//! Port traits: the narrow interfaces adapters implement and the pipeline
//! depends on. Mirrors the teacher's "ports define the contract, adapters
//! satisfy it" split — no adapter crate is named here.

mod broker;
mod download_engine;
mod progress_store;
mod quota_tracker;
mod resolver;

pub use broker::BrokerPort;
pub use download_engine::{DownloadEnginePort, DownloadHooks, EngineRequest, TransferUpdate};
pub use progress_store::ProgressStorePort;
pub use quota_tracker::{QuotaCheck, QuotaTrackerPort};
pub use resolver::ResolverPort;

▬▬▬▬▬▬

# [TASK DESCRIPTION]
Retype, exactly as written, each line from the one containing "the contract, adapters" through the last line of the listing above, and leave out all other lines.

# [THE ANSWER]
//! depends on. Mirrors the teacher's "ports define the contract, adapters
//! satisfy it" split — no adapter crate is named here.

mod broker;
mod download_engine;
mod progress_store;
mod quota_tracker;
mod resolver;

pub use broker::BrokerPort;
pub use download_engine::{DownloadEnginePort, DownloadHooks, EngineRequest, TransferUpdate};
pub use progress_store::ProgressStorePort;
pub use quota_tracker::{QuotaCheck, QuotaTrackerPort};
pub use resolver::ResolverPort;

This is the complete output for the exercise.